Data excerpts:
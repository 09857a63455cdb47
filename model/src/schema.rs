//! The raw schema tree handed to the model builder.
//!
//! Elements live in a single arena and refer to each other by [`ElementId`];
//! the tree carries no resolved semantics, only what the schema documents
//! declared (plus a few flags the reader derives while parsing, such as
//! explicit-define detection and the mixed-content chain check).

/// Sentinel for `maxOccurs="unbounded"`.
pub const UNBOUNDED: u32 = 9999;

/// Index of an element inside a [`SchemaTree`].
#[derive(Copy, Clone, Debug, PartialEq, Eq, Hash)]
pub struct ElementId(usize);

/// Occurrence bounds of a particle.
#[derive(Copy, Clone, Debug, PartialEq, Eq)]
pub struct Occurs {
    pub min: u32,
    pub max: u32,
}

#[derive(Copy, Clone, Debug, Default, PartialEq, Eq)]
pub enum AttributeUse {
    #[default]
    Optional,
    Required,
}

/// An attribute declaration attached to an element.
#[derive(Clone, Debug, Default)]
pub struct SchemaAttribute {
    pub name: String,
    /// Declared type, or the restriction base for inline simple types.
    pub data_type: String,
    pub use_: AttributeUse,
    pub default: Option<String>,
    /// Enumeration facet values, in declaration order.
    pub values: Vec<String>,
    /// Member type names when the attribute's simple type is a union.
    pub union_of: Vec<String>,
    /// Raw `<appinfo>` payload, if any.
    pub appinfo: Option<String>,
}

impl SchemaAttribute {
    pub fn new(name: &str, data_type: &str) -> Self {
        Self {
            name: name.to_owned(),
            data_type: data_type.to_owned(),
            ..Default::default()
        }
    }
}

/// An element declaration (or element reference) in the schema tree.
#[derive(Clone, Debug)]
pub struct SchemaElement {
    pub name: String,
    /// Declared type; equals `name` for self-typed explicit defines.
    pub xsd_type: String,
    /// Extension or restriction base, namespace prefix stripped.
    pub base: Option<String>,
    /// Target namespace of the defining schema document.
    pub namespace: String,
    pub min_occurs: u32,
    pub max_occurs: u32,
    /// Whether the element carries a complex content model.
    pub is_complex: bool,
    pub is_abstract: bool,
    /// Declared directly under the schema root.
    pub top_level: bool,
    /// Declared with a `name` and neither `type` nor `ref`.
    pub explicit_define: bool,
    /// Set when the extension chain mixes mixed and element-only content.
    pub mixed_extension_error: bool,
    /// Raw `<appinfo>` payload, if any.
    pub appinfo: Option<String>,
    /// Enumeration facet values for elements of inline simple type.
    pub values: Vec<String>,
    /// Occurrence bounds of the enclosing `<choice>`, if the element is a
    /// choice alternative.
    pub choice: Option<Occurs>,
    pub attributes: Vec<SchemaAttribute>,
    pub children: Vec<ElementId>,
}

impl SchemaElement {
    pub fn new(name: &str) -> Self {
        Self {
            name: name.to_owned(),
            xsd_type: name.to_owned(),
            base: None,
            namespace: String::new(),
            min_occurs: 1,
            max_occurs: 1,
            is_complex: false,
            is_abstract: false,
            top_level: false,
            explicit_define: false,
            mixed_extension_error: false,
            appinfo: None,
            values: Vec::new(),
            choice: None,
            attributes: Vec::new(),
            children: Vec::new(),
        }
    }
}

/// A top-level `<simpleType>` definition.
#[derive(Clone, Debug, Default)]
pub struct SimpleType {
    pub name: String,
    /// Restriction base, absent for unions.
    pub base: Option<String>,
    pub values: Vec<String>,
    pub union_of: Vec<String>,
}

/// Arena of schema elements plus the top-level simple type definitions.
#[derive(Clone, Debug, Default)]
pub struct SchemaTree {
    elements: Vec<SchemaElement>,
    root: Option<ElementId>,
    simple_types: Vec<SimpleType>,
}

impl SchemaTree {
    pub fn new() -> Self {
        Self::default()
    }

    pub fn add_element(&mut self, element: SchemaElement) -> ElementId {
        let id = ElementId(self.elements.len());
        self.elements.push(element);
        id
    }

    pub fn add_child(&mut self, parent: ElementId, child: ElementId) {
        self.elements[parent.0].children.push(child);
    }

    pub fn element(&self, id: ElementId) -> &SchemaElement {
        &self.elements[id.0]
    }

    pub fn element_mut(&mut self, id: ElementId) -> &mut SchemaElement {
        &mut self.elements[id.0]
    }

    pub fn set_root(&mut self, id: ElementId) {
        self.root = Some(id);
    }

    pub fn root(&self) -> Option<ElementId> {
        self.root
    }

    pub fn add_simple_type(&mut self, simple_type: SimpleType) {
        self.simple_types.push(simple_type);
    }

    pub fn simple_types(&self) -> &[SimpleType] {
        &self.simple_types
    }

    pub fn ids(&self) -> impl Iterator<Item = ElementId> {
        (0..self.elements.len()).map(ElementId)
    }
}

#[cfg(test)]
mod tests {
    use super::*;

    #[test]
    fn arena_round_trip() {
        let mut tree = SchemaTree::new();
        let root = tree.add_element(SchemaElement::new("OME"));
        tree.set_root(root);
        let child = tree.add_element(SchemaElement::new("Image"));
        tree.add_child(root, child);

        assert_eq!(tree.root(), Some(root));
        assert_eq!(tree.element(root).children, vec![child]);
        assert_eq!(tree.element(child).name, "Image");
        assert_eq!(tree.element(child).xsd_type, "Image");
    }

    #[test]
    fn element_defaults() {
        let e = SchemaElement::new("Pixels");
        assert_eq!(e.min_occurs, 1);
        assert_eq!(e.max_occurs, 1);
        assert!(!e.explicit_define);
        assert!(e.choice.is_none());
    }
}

Required work: Retype the data shown above so that each line matches the original.

Response to this task:
repository 09857a63455cdb47
filename model/src/schema.rs
//! The raw schema tree handed to the model builder.
//!
//! Elements live in a single arena and refer to each other by [`ElementId`];
//! the tree carries no resolved semantics, only what the schema documents
//! declared (plus a few flags the reader derives while parsing, such as
//! explicit-define detection and the mixed-content chain check).

/// Sentinel for `maxOccurs="unbounded"`.
pub const UNBOUNDED: u32 = 9999;

/// Index of an element inside a [`SchemaTree`].
#[derive(Copy, Clone, Debug, PartialEq, Eq, Hash)]
pub struct ElementId(usize);

/// Occurrence bounds of a particle.
#[derive(Copy, Clone, Debug, PartialEq, Eq)]
pub struct Occurs {
    pub min: u32,
    pub max: u32,
}

#[derive(Copy, Clone, Debug, Default, PartialEq, Eq)]
pub enum AttributeUse {
    #[default]
    Optional,
    Required,
}

/// An attribute declaration attached to an element.
#[derive(Clone, Debug, Default)]
pub struct SchemaAttribute {
    pub name: String,
    /// Declared type, or the restriction base for inline simple types.
    pub data_type: String,
    pub use_: AttributeUse,
    pub default: Option<String>,
    /// Enumeration facet values, in declaration order.
    pub values: Vec<String>,
    /// Member type names when the attribute's simple type is a union.
    pub union_of: Vec<String>,
    /// Raw `<appinfo>` payload, if any.
    pub appinfo: Option<String>,
}

impl SchemaAttribute {
    pub fn new(name: &str, data_type: &str) -> Self {
        Self {
            name: name.to_owned(),
            data_type: data_type.to_owned(),
            ..Default::default()
        }
    }
}

/// An element declaration (or element reference) in the schema tree.
#[derive(Clone, Debug)]
pub struct SchemaElement {
    pub name: String,
    /// Declared type; equals `name` for self-typed explicit defines.
    pub xsd_type: String,
    /// Extension or restriction base, namespace prefix stripped.
    pub base: Option<String>,
    /// Target namespace of the defining schema document.
    pub namespace: String,
    pub min_occurs: u32,
    pub max_occurs: u32,
    /// Whether the element carries a complex content model.
    pub is_complex: bool,
    pub is_abstract: bool,
    /// Declared directly under the schema root.
    pub top_level: bool,
    /// Declared with a `name` and neither `type` nor `ref`.
    pub explicit_define: bool,
    /// Set when the extension chain mixes mixed and element-only content.
    pub mixed_extension_error: bool,
    /// Raw `<appinfo>` payload, if any.
    pub appinfo: Option<String>,
    /// Enumeration facet values for elements of inline simple type.
    pub values: Vec<String>,
    /// Occurrence bounds of the enclosing `<choice>`, if the element is a
    /// choice alternative.
    pub choice: Option<Occurs>,
    pub attributes: Vec<SchemaAttribute>,
    pub children: Vec<ElementId>,
}

impl SchemaElement {
    pub fn new(name: &str) -> Self {
        Self {
            name: name.to_owned(),
            xsd_type: name.to_owned(),
            base: None,
            namespace: String::new(),
            min_occurs: 1,
            max_occurs: 1,
            is_complex: false,
            is_abstract: false,
            top_level: false,
            explicit_define: false,
            mixed_extension_error: false,
            appinfo: None,
            values: Vec::new(),
            choice: None,
            attributes: Vec::new(),
            children: Vec::new(),
        }
    }
}

/// A top-level `<simpleType>` definition.
#[derive(Clone, Debug, Default)]
pub struct SimpleType {
    pub name: String,
    /// Restriction base, absent for unions.
    pub base: Option<String>,
    pub values: Vec<String>,
    pub union_of: Vec<String>,
}

/// Arena of schema elements plus the top-level simple type definitions.
#[derive(Clone, Debug, Default)]
pub struct SchemaTree {
    elements: Vec<SchemaElement>,
    root: Option<ElementId>,
    simple_types: Vec<SimpleType>,
}

impl SchemaTree {
    pub fn new() -> Self {
        Self::default()
    }

    pub fn add_element(&mut self, element: SchemaElement) -> ElementId {
        let id = ElementId(self.elements.len());
        self.elements.push(element);
        id
    }

    pub fn add_child(&mut self, parent: ElementId, child: ElementId) {
        self.elements[parent.0].children.push(child);
    }

    pub fn element(&self, id: ElementId) -> &SchemaElement {
        &self.elements[id.0]
    }

    pub fn element_mut(&mut self, id: ElementId) -> &mut SchemaElement {
        &mut self.elements[id.0]
    }

    pub fn set_root(&mut self, id: ElementId) {
        self.root = Some(id);
    }

    pub fn root(&self) -> Option<ElementId> {
        self.root
    }

    pub fn add_simple_type(&mut self, simple_type: SimpleType) {
        self.simple_types.push(simple_type);
    }

    pub fn simple_types(&self) -> &[SimpleType] {
        &self.simple_types
    }

    pub fn ids(&self) -> impl Iterator<Item = ElementId> {
        (0..self.elements.len()).map(ElementId)
    }
}

#[cfg(test)]
mod tests {
    use super::*;

    #[test]
    fn arena_round_trip() {
        let mut tree = SchemaTree::new();
        let root = tree.add_element(SchemaElement::new("OME"));
        tree.set_root(root);
        let child = tree.add_element(SchemaElement::new("Image"));
        tree.add_child(root, child);

        assert_eq!(tree.root(), Some(root));
        assert_eq!(tree.element(root).children, vec![child]);
        assert_eq!(tree.element(child).name, "Image");
        assert_eq!(tree.element(child).xsd_type, "Image");
    }

    #[test]
    fn element_defaults() {
        let e = SchemaElement::new("Pixels");
        assert_eq!(e.min_occurs, 1);
        assert_eq!(e.max_occurs, 1);
        assert!(!e.explicit_define);
        assert!(e.choice.is_none());
    }
}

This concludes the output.